Un film che seppe far uso di un sobrio sarcasmo per mettere in luce le orrende contraddizioni del nazismo e la spietata macchina repressiva che (ancora) celava. È il trionfo dell'intelletto sul dogma, della creatività sulla brutalità, della libertà sul controllo. Le contraddizioni emergono lampanti: la loro pretesa di superiorità intellettuale svelata da una creduloneria quasi infantile; la loro sete di controllo assoluto che si scontra con l'imprevedibilità del genio attoriale; la loro spietatezza celata da una buffa rigidità burocratica. Lubitsch non li dipinge come mostri irraggiungibili, ma come uomini comuni (e perciò ancora più inquietanti nella loro adesione al male) la cui pretesa di grandezza è costantemente minata dalla loro stessa meschinità e dalla loro incapacità di comprendere la sottigliezza dell'arte e dell'ingegno umano. Il film ha la prescienza di cogliere l'essenza del regime prima che la portata delle sue atrocità fosse pienamente manifesta al mondo.

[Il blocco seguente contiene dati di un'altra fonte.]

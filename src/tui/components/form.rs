//! # Form Component
//!
//! A vertical list of labelled input fields: money amounts, percentages,
//! integer counts, and fixed-choice selectors. One field is selected at a
//! time; Up/Down move the selection, typing edits numeric fields in place,
//! Left/Right nudge numeric fields by their step (and cycle choices).
//!
//! ## Validation policy
//!
//! Numeric fields keep whatever the user typed in their buffer and parse on
//! read: an unparsable buffer falls back to the field's default, and parsed
//! values clamp to the field's range. Calculators therefore always receive
//! usable values and no error state needs to travel upward.

use ratatui::Frame;
use ratatui::layout::Rect;
use ratatui::style::{Color, Modifier, Style};
use ratatui::text::{Line, Span};
use ratatui::widgets::{Block, BorderType, Paragraph};
use unicode_width::UnicodeWidthStr;

use crate::tui::component::{Component, EventHandler};
use crate::tui::event::TuiEvent;

/// Width reserved for field labels; values start past this column.
const LABEL_WIDTH: usize = 26;

#[derive(Debug, Clone, PartialEq)]
enum FieldKind {
    /// Money amount, rendered with the currency prefix.
    Amount,
    /// Percentage, rendered with a % suffix.
    Percent,
    /// Whole number (years, months, age).
    Count,
    /// One of a fixed option set. Left/Right cycles.
    Choice {
        options: &'static [&'static str],
        selected: usize,
    },
}

/// One input field. Construct through the kind-specific builders and chain
/// `range`/`step` to tighten the bounds.
#[derive(Debug, Clone)]
pub struct Field {
    label: &'static str,
    kind: FieldKind,
    buffer: String,
    default: f64,
    min: f64,
    max: f64,
    step: f64,
}

impl Field {
    fn numeric(label: &'static str, kind: FieldKind, default: f64, max: f64, step: f64) -> Self {
        Self {
            label,
            kind,
            buffer: format_number(default),
            default,
            min: 0.0,
            max,
            step,
        }
    }

    pub fn amount(label: &'static str, default: f64) -> Self {
        Self::numeric(label, FieldKind::Amount, default, 1_000_000_000.0, 100.0)
    }

    pub fn percent(label: &'static str, default: f64) -> Self {
        Self::numeric(label, FieldKind::Percent, default, 100.0, 0.5)
    }

    pub fn count(label: &'static str, default: u32) -> Self {
        Self::numeric(label, FieldKind::Count, default as f64, 120.0, 1.0)
    }

    pub fn choice(label: &'static str, options: &'static [&'static str]) -> Self {
        Self {
            label,
            kind: FieldKind::Choice {
                options,
                selected: 0,
            },
            buffer: String::new(),
            default: 0.0,
            min: 0.0,
            max: 0.0,
            step: 0.0,
        }
    }

    pub fn range(mut self, min: f64, max: f64) -> Self {
        self.min = min;
        self.max = max;
        self
    }

    pub fn step(mut self, step: f64) -> Self {
        self.step = step;
        self
    }

    /// Parse the buffer, falling back to the default and clamping to range.
    fn value(&self) -> f64 {
        self.buffer
            .trim()
            .parse::<f64>()
            .unwrap_or(self.default)
            .clamp(self.min, self.max)
    }

    fn nudge(&mut self, direction: f64) {
        match &mut self.kind {
            FieldKind::Choice { options, selected } => {
                if options.is_empty() {
                    return;
                }
                let len = options.len();
                *selected = if direction < 0.0 {
                    (*selected + len - 1) % len
                } else {
                    (*selected + 1) % len
                };
            }
            _ => {
                let next = (self.value() + direction * self.step).clamp(self.min, self.max);
                self.buffer = format_number(next);
            }
        }
    }

    fn accepts_char(&self, c: char) -> bool {
        !matches!(self.kind, FieldKind::Choice { .. }) && (c.is_ascii_digit() || c == '.')
    }

    fn display_value(&self, currency: &str) -> String {
        match &self.kind {
            FieldKind::Amount => format!("{}{}", currency, self.buffer),
            FieldKind::Percent => format!("{}%", self.buffer),
            FieldKind::Count => self.buffer.clone(),
            FieldKind::Choice { options, selected } => {
                format!("‹ {} ›", options.get(*selected).copied().unwrap_or(""))
            }
        }
    }
}

/// Drop a trailing ".0" so whole numbers read clean.
fn format_number(value: f64) -> String {
    if value.fract() == 0.0 {
        format!("{}", value as i64)
    } else {
        format!("{value:.2}")
    }
}

/// High-level events emitted by the Form
#[derive(Debug, Clone, PartialEq, Eq)]
pub enum FormEvent {
    /// Any field value changed; the module should recompute.
    Changed,
}

/// The form widget: owns its fields and the selection cursor.
pub struct Form {
    fields: Vec<Field>,
    selected: usize,
    currency: String,
}

impl Form {
    pub fn new(currency: &str, fields: Vec<Field>) -> Self {
        Self {
            fields,
            selected: 0,
            currency: currency.to_string(),
        }
    }

    /// Rendered height: one line per field plus the border.
    pub fn height(&self) -> u16 {
        self.fields.len() as u16 + 2
    }

    pub fn amount(&self, idx: usize) -> f64 {
        self.fields.get(idx).map(Field::value).unwrap_or(0.0)
    }

    pub fn percent(&self, idx: usize) -> f64 {
        self.amount(idx)
    }

    pub fn count(&self, idx: usize) -> u32 {
        self.amount(idx).round().max(0.0) as u32
    }

    /// Selected option index of a choice field (0 for non-choice fields).
    pub fn choice(&self, idx: usize) -> usize {
        match self.fields.get(idx).map(|f| &f.kind) {
            Some(FieldKind::Choice { selected, .. }) => *selected,
            _ => 0,
        }
    }
}

impl EventHandler for Form {
    type Event = FormEvent;

    fn handle_event(&mut self, event: &TuiEvent) -> Option<Self::Event> {
        if self.fields.is_empty() {
            return None;
        }
        match event {
            TuiEvent::CursorUp => {
                self.selected = self.selected.saturating_sub(1);
                None
            }
            TuiEvent::CursorDown => {
                self.selected = (self.selected + 1).min(self.fields.len() - 1);
                None
            }
            TuiEvent::CursorLeft => {
                self.fields[self.selected].nudge(-1.0);
                Some(FormEvent::Changed)
            }
            TuiEvent::CursorRight => {
                self.fields[self.selected].nudge(1.0);
                Some(FormEvent::Changed)
            }
            TuiEvent::InputChar(c) => {
                let field = &mut self.fields[self.selected];
                if field.accepts_char(*c) {
                    field.buffer.push(*c);
                    Some(FormEvent::Changed)
                } else {
                    None
                }
            }
            TuiEvent::Backspace => {
                let field = &mut self.fields[self.selected];
                if matches!(field.kind, FieldKind::Choice { .. }) || field.buffer.is_empty() {
                    None
                } else {
                    field.buffer.pop();
                    Some(FormEvent::Changed)
                }
            }
            _ => None,
        }
    }
}

impl Component for Form {
    fn render(&mut self, frame: &mut Frame, area: Rect) {
        let lines: Vec<Line> = self
            .fields
            .iter()
            .enumerate()
            .map(|(i, field)| {
                let selected = i == self.selected;
                let label_style = if selected {
                    Style::default()
                        .fg(Color::White)
                        .add_modifier(Modifier::BOLD)
                } else {
                    Style::default().fg(Color::Gray)
                };
                let value_style = if selected {
                    Style::default()
                        .fg(Color::White)
                        .add_modifier(Modifier::BOLD | Modifier::REVERSED)
                } else {
                    Style::default().fg(Color::Cyan)
                };

                let label = pad_label(field.label);
                let marker = if selected { "› " } else { "  " };
                Line::from(vec![
                    Span::styled(marker, label_style),
                    Span::styled(label, label_style),
                    Span::styled(format!(" {} ", field.display_value(&self.currency)), value_style),
                ])
            })
            .collect();

        let block = Block::bordered()
            .border_type(BorderType::Rounded)
            .border_style(Style::default().fg(Color::DarkGray))
            .title(" Inputs ");

        frame.render_widget(Paragraph::new(lines).block(block), area);
    }
}

/// Pad or truncate a label to the fixed label column width.
fn pad_label(label: &str) -> String {
    let width = label.width();
    if width >= LABEL_WIDTH {
        label.chars().take(LABEL_WIDTH).collect()
    } else {
        format!("{}{}", label, " ".repeat(LABEL_WIDTH - width))
    }
}

#[cfg(test)]
mod tests {
    use super::*;
    use ratatui::Terminal;
    use ratatui::backend::TestBackend;

    fn sample_form() -> Form {
        Form::new(
            "$",
            vec![
                Field::amount("Monthly income", 4000.0),
                Field::percent("Rate", 5.0),
                Field::count("Years", 10).range(1.0, 50.0),
                Field::choice("Strategy", &["Avalanche", "Snowball"]),
            ],
        )
    }

    #[test]
    fn test_defaults_read_back() {
        let form = sample_form();
        assert_eq!(form.amount(0), 4000.0);
        assert_eq!(form.percent(1), 5.0);
        assert_eq!(form.count(2), 10);
        assert_eq!(form.choice(3), 0);
    }

    #[test]
    fn test_typing_edits_selected_field() {
        let mut form = sample_form();
        form.handle_event(&TuiEvent::Backspace);
        form.handle_event(&TuiEvent::Backspace);
        form.handle_event(&TuiEvent::Backspace);
        form.handle_event(&TuiEvent::Backspace);
        let res = form.handle_event(&TuiEvent::InputChar('7'));
        assert_eq!(res, Some(FormEvent::Changed));
        form.handle_event(&TuiEvent::InputChar('5'));
        assert_eq!(form.amount(0), 75.0);
    }

    #[test]
    fn test_non_numeric_chars_rejected() {
        let mut form = sample_form();
        assert_eq!(form.handle_event(&TuiEvent::InputChar('x')), None);
        assert_eq!(form.amount(0), 4000.0);
    }

    #[test]
    fn test_unparsable_buffer_falls_back_to_default() {
        let mut form = sample_form();
        form.handle_event(&TuiEvent::InputChar('.'));
        form.handle_event(&TuiEvent::InputChar('.'));
        // "4000.." doesn't parse — reads as the default
        assert_eq!(form.amount(0), 4000.0);
    }

    #[test]
    fn test_selection_moves_and_clamps() {
        let mut form = sample_form();
        form.handle_event(&TuiEvent::CursorUp);
        assert_eq!(form.selected, 0);
        for _ in 0..10 {
            form.handle_event(&TuiEvent::CursorDown);
        }
        assert_eq!(form.selected, 3);
    }

    #[test]
    fn test_nudge_steps_and_clamps() {
        let mut form = sample_form();
        form.handle_event(&TuiEvent::CursorRight);
        assert_eq!(form.amount(0), 4100.0);
        form.handle_event(&TuiEvent::CursorDown); // Rate
        for _ in 0..20 {
            form.handle_event(&TuiEvent::CursorLeft);
        }
        assert_eq!(form.percent(1), 0.0);
    }

    #[test]
    fn test_choice_cycles_both_directions() {
        let mut form = sample_form();
        for _ in 0..3 {
            form.handle_event(&TuiEvent::CursorDown);
        }
        form.handle_event(&TuiEvent::CursorRight);
        assert_eq!(form.choice(3), 1);
        form.handle_event(&TuiEvent::CursorRight);
        assert_eq!(form.choice(3), 0);
        form.handle_event(&TuiEvent::CursorLeft);
        assert_eq!(form.choice(3), 1);
    }

    #[test]
    fn test_count_clamps_to_range() {
        let mut form = sample_form();
        form.handle_event(&TuiEvent::CursorDown);
        form.handle_event(&TuiEvent::CursorDown); // Years
        form.handle_event(&TuiEvent::Backspace);
        form.handle_event(&TuiEvent::Backspace);
        form.handle_event(&TuiEvent::InputChar('9'));
        form.handle_event(&TuiEvent::InputChar('9'));
        form.handle_event(&TuiEvent::InputChar('9'));
        assert_eq!(form.count(2), 50);
    }

    #[test]
    fn test_render_shows_labels_and_values() {
        let backend = TestBackend::new(60, 8);
        let mut terminal = Terminal::new(backend).unwrap();
        let mut form = sample_form();
        terminal.draw(|f| form.render(f, f.area())).unwrap();

        let buffer = terminal.backend().buffer();
        let text = buffer.content().iter().map(|c| c.symbol()).collect::<String>();
        assert!(text.contains("Monthly income"));
        assert!(text.contains("$4000"));
        assert!(text.contains("Avalanche"));
    }
}
//! 50/30/20 budget split: needs, wants, and savings targets from monthly
//! income, compared against actual spending.

/// Share of income targeted at needs / wants / savings, in that order.
const NEEDS_SHARE: f64 = 0.50;
const WANTS_SHARE: f64 = 0.30;
const SAVINGS_SHARE: f64 = 0.20;

#[derive(Clone, Copy, Debug)]
pub struct BudgetInputs {
    pub monthly_income: f64,
    pub needs_spend: f64,
    pub wants_spend: f64,
}

#[derive(Clone, Copy, Debug)]
pub struct BudgetBreakdown {
    pub needs_target: f64,
    pub wants_target: f64,
    pub savings_target: f64,
    /// Income left after actual needs + wants spending.
    pub actual_savings: f64,
    /// Actual savings minus the 20% target. Negative = behind target.
    pub savings_surplus: f64,
    /// Actual needs spending as a fraction of the needs target (1.0 = on target).
    pub needs_ratio: f64,
    /// Actual wants spending as a fraction of the wants target.
    pub wants_ratio: f64,
}

/// The 50/30/20 targets for a given monthly income.
pub fn targets(monthly_income: f64) -> (f64, f64, f64) {
    (
        monthly_income * NEEDS_SHARE,
        monthly_income * WANTS_SHARE,
        monthly_income * SAVINGS_SHARE,
    )
}

/// Full breakdown of targets vs. actual spending.
pub fn breakdown(inputs: BudgetInputs) -> BudgetBreakdown {
    let (needs_target, wants_target, savings_target) = targets(inputs.monthly_income);
    let actual_savings = inputs.monthly_income - inputs.needs_spend - inputs.wants_spend;

    let ratio = |actual: f64, target: f64| {
        if target > 0.0 { actual / target } else { 0.0 }
    };

    BudgetBreakdown {
        needs_target,
        wants_target,
        savings_target,
        actual_savings,
        savings_surplus: actual_savings - savings_target,
        needs_ratio: ratio(inputs.needs_spend, needs_target),
        wants_ratio: ratio(inputs.wants_spend, wants_target),
    }
}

Un film dunque che ha in nuce una denuncia sociale stratificandola, attraverso l’arma dell’ironia, in vari livelli: il livello teatrale, quello del linguaggio, quello dell’espressività, quello della società tout court. Sul livello teatrale, la recitazione non è solo un mestiere ma un'arte di sopravvivenza, un modo per navigare la realtà costruita e pericolosa dell'occupazione. La fusione tra la vita reale e la finzione scenica è totale, e l'abilità di mentire convincentemente diventa una virtù cardinale. Per quanto riguarda il linguaggio, Lubitsch ne esplora le potenzialità sovversive: le parole, che i nazisti usano per imporre l'ordine e la propaganda, vengono manipolate dagli attori per confondere, ingannare e, infine, resistere. Il potere del non detto, dell'allusione, del doppio senso, diventa un'arma più potente di qualsiasi minaccia esplicita. Sul piano dell’espressività, il film è un manuale di recitazione comica: Jack Benny, con la sua inimitabile capacità di esprimere l'irritazione e la vanità represse, e Carole Lombard, nella sua ultima, indimenticabile interpretazione, che irradia un fascino e una verve irresistibili. Ogni sguardo, ogni intonazione, ogni gesto è calibrato per massimizzare l'effetto comico e drammatico. Infine, a livello di società tout court, Vogliamo Vivere! è un inno alla resilienza dello spirito umano, alla capacità di trovare l'umorismo e la dignità anche nelle circostanze più disperate. È un promemoria che l'arte, in tutte le sue forme, può essere una forma di resistenza potentissima, un baluardo contro l'oppressione, capace di smascherare la tirannia e di riaffermare la fondamentale, insopprimibile umanità.